[Records from a data collection]
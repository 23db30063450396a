//! Error types for the physics core.
//!
//! The simulation itself only fails on bad parameters; the JSON and IO
//! variants come from config loading. Degenerate geometry and grid overflow
//! are recovered inside a substep and never surface here.

use thiserror::Error;

#[derive(Debug, Error)]
pub enum PhysicsError {
    #[error("Invalid parameter: {0}")]
    InvalidParameter(String),

    #[error("JSON error: {0}")]
    Json(#[from] serde_json::Error),

    #[error("IO error: {0}")]
    Io(#[from] std::io::Error),
}

pub type Result<T> = std::result::Result<T, PhysicsError>;
//! Fixed-cadence driver
//!
//! Decouples the physics rate from the frame rate: frame time is banked and
//! spent in whole `PHYSICS_DT` steps.

use crate::consts::*;
use crate::sim::PhysicsWorld;

#[derive(Debug, Clone)]
pub struct FixedStepper {
    step_dt: f32,
    max_steps: u32,
    accumulator: f32,
}

impl Default for FixedStepper {
    fn default() -> Self {
        Self::new(PHYSICS_DT, MAX_STEPS_PER_FRAME)
    }
}

impl FixedStepper {
    /// Non-positive or non-finite `step_dt` falls back to `PHYSICS_DT`
    pub fn new(step_dt: f32, max_steps: u32) -> Self {
        let step_dt = if step_dt.is_finite() && step_dt > 0.0 {
            step_dt
        } else {
            log::warn!("Invalid physics step {}, using {}", step_dt, PHYSICS_DT);
            PHYSICS_DT
        };
        Self {
            step_dt,
            max_steps,
            accumulator: 0.0,
        }
    }

    /// Bank `frame_dt` and run as many whole steps as it covers.
    ///
    /// Returns the number of steps taken. Time beyond `max_steps` steps is
    /// dropped rather than carried into later frames.
    pub fn advance(&mut self, world: &mut PhysicsWorld, frame_dt: f32) -> u32 {
        let frame_dt = if frame_dt.is_finite() {
            frame_dt.clamp(0.0, MAX_FRAME_DT)
        } else {
            0.0
        };
        self.accumulator += frame_dt;

        let mut steps = 0;
        while self.accumulator >= self.step_dt && steps < self.max_steps {
            world.step(self.step_dt);
            self.accumulator -= self.step_dt;
            steps += 1;
        }

        if steps == self.max_steps && self.accumulator >= self.step_dt {
            log::debug!("Physics falling behind, dropping {:.3}s", self.accumulator);
            self.accumulator %= self.step_dt;
        }
        steps
    }

    /// Fraction of a step left in the accumulator (0.0 - 1.0)
    pub fn alpha(&self) -> f32 {
        self.accumulator / self.step_dt
    }

    pub fn reset(&mut self) {
        self.accumulator = 0.0;
    }
}
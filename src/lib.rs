//! Verlet Bowl - real-time 2D particle physics in a circular container
//!
//! Core modules:
//! - `sim`: Deterministic simulation (bodies, boundary, broad-phase grid, collisions)
//! - `settings`: World configuration (JSON-loadable)
//! - `clock`: Fixed-cadence driver for the simulation step
//! - `error`: Error types

pub mod clock;
pub mod error;
pub mod settings;
pub mod sim;

pub use clock::FixedStepper;
pub use error::{PhysicsError, Result};
pub use settings::WorldConfig;
pub use sim::{BodyId, BodySnapshot, PhysicsWorld, WorldStats};

use glam::Vec2;

/// Simulation configuration constants
pub mod consts {
    use glam::Vec2;

    /// Fixed physics timestep handed to `PhysicsWorld::step` (30 Hz)
    pub const PHYSICS_DT: f32 = 1.0 / 30.0;
    /// Maximum physics steps per frame to prevent spiral of death
    pub const MAX_STEPS_PER_FRAME: u32 = 4;
    /// Frame deltas above this are treated as a stall and clamped
    pub const MAX_FRAME_DT: f32 = 0.25;

    /// Substeps per `step` call
    pub const SUBSTEPS: u32 = 8;

    /// Container defaults
    pub const BOUNDARY_CENTER: Vec2 = Vec2::new(400.0, 300.0);
    pub const BOUNDARY_RADIUS: f32 = 300.0;

    /// Radius of every spawned body
    pub const BODY_RADIUS: f32 = 4.0;

    /// Default gravity (pixels/s², +y is down)
    pub const DEFAULT_GRAVITY: Vec2 = Vec2::new(0.0, 1000.0);
    /// Gravity change per nudge
    pub const GRAVITY_NUDGE: f32 = 100.0;

    /// Fraction of overlap closed per pair visit, in [0, 1].
    /// Lower is softer and more stable, higher is stiffer.
    pub const RESPONSE_COEFFICIENT: f32 = 0.75;

    /// Squared lengths below this have no usable direction
    pub const DEGENERATE_EPSILON: f32 = 1e-6;

    /// Burst spawn: body count and horizontal spacing
    pub const BURST_COUNT: usize = 100;
    pub const BURST_SPACING: f32 = 2.0;

    /// Broad-phase grid size limits. Configs whose container/body radius
    /// ratio needs more cells than this are rejected.
    pub const MAX_GRID_CELLS_PER_AXIS: usize = 1024;
    pub const MAX_GRID_CELLS: usize = MAX_GRID_CELLS_PER_AXIS * MAX_GRID_CELLS_PER_AXIS;

    /// How far past the container radius a body may sit between steps.
    ///
    /// The boundary is clamped before collisions and integration, so a body
    /// pushed outward by a crowd, or moving fast at impact, ends a step
    /// outside the wall and is pulled back by the next clamp. Dense piles
    /// under default gravity stay well under one body radius past the wall;
    /// bursts of overlapping spawns have reached about 7 body radii.
    pub const WALL_OVERSHOOT_ALLOWANCE: f32 = 20.0 * BODY_RADIUS;
}

/// Split `v` into its length and unit direction.
///
/// Returns `None` when `v` is too short to have a usable direction.
#[inline]
pub fn length_and_direction(v: Vec2) -> Option<(f32, Vec2)> {
    let len_sq = v.length_squared();
    if len_sq <= consts::DEGENERATE_EPSILON {
        return None;
    }
    let len = len_sq.sqrt();
    Some((len, v / len))
}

> [REQUIREMENT]: This exercise needs each record retyped exactly as shown.

> [ANSWER BOX]:
repository 23db30063450396a
//! Error types for the physics core.
//!
//! The simulation itself only fails on bad parameters; the JSON and IO
//! variants come from config loading. Degenerate geometry and grid overflow
//! are recovered inside a substep and never surface here.

use thiserror::Error;

#[derive(Debug, Error)]
pub enum PhysicsError {
    #[error("Invalid parameter: {0}")]
    InvalidParameter(String),

    #[error("JSON error: {0}")]
    Json(#[from] serde_json::Error),

    #[error("IO error: {0}")]
    Io(#[from] std::io::Error),
}

pub type Result<T> = std::result::Result<T, PhysicsError>;
//! Fixed-cadence driver
//!
//! Decouples the physics rate from the frame rate: frame time is banked and
//! spent in whole `PHYSICS_DT` steps.

use crate::consts::*;
use crate::sim::PhysicsWorld;

#[derive(Debug, Clone)]
pub struct FixedStepper {
    step_dt: f32,
    max_steps: u32,
    accumulator: f32,
}

impl Default for FixedStepper {
    fn default() -> Self {
        Self::new(PHYSICS_DT, MAX_STEPS_PER_FRAME)
    }
}

impl FixedStepper {
    /// Non-positive or non-finite `step_dt` falls back to `PHYSICS_DT`
    pub fn new(step_dt: f32, max_steps: u32) -> Self {
        let step_dt = if step_dt.is_finite() && step_dt > 0.0 {
            step_dt
        } else {
            log::warn!("Invalid physics step {}, using {}", step_dt, PHYSICS_DT);
            PHYSICS_DT
        };
        Self {
            step_dt,
            max_steps,
            accumulator: 0.0,
        }
    }

    /// Bank `frame_dt` and run as many whole steps as it covers.
    ///
    /// Returns the number of steps taken. Time beyond `max_steps` steps is
    /// dropped rather than carried into later frames.
    pub fn advance(&mut self, world: &mut PhysicsWorld, frame_dt: f32) -> u32 {
        let frame_dt = if frame_dt.is_finite() {
            frame_dt.clamp(0.0, MAX_FRAME_DT)
        } else {
            0.0
        };
        self.accumulator += frame_dt;

        let mut steps = 0;
        while self.accumulator >= self.step_dt && steps < self.max_steps {
            world.step(self.step_dt);
            self.accumulator -= self.step_dt;
            steps += 1;
        }

        if steps == self.max_steps && self.accumulator >= self.step_dt {
            log::debug!("Physics falling behind, dropping {:.3}s", self.accumulator);
            self.accumulator %= self.step_dt;
        }
        steps
    }

    /// Fraction of a step left in the accumulator (0.0 - 1.0)
    pub fn alpha(&self) -> f32 {
        self.accumulator / self.step_dt
    }

    pub fn reset(&mut self) {
        self.accumulator = 0.0;
    }
}
filename src/lib.rs
//! Verlet Bowl - real-time 2D particle physics in a circular container
//!
//! Core modules:
//! - `sim`: Deterministic simulation (bodies, boundary, broad-phase grid, collisions)
//! - `settings`: World configuration (JSON-loadable)
//! - `clock`: Fixed-cadence driver for the simulation step
//! - `error`: Error types

pub mod clock;
pub mod error;
pub mod settings;
pub mod sim;

pub use clock::FixedStepper;
pub use error::{PhysicsError, Result};
pub use settings::WorldConfig;
pub use sim::{BodyId, BodySnapshot, PhysicsWorld, WorldStats};

use glam::Vec2;

/// Simulation configuration constants
pub mod consts {
    use glam::Vec2;

    /// Fixed physics timestep handed to `PhysicsWorld::step` (30 Hz)
    pub const PHYSICS_DT: f32 = 1.0 / 30.0;
    /// Maximum physics steps per frame to prevent spiral of death
    pub const MAX_STEPS_PER_FRAME: u32 = 4;
    /// Frame deltas above this are treated as a stall and clamped
    pub const MAX_FRAME_DT: f32 = 0.25;

    /// Substeps per `step` call
    pub const SUBSTEPS: u32 = 8;

    /// Container defaults
    pub const BOUNDARY_CENTER: Vec2 = Vec2::new(400.0, 300.0);
    pub const BOUNDARY_RADIUS: f32 = 300.0;

    /// Radius of every spawned body
    pub const BODY_RADIUS: f32 = 4.0;

    /// Default gravity (pixels/s², +y is down)
    pub const DEFAULT_GRAVITY: Vec2 = Vec2::new(0.0, 1000.0);
    /// Gravity change per nudge
    pub const GRAVITY_NUDGE: f32 = 100.0;

    /// Fraction of overlap closed per pair visit, in [0, 1].
    /// Lower is softer and more stable, higher is stiffer.
    pub const RESPONSE_COEFFICIENT: f32 = 0.75;

    /// Squared lengths below this have no usable direction
    pub const DEGENERATE_EPSILON: f32 = 1e-6;

    /// Burst spawn: body count and horizontal spacing
    pub const BURST_COUNT: usize = 100;
    pub const BURST_SPACING: f32 = 2.0;

    /// Broad-phase grid size limits. Configs whose container/body radius
    /// ratio needs more cells than this are rejected.
    pub const MAX_GRID_CELLS_PER_AXIS: usize = 1024;
    pub const MAX_GRID_CELLS: usize = MAX_GRID_CELLS_PER_AXIS * MAX_GRID_CELLS_PER_AXIS;

    /// How far past the container radius a body may sit between steps.
    ///
    /// The boundary is clamped before collisions and integration, so a body
    /// pushed outward by a crowd, or moving fast at impact, ends a step
    /// outside the wall and is pulled back by the next clamp. Dense piles
    /// under default gravity stay well under one body radius past the wall;
    /// bursts of overlapping spawns have reached about 7 body radii.
    pub const WALL_OVERSHOOT_ALLOWANCE: f32 = 20.0 * BODY_RADIUS;
}

/// Split `v` into its length and unit direction.
///
/// Returns `None` when `v` is too short to have a usable direction.
#[inline]
pub fn length_and_direction(v: Vec2) -> Option<(f32, Vec2)> {
    let len_sq = v.length_squared();
    if len_sq <= consts::DEGENERATE_EPSILON {
        return None;
    }
    let len = len_sq.sqrt();
    Some((len, v / len))
}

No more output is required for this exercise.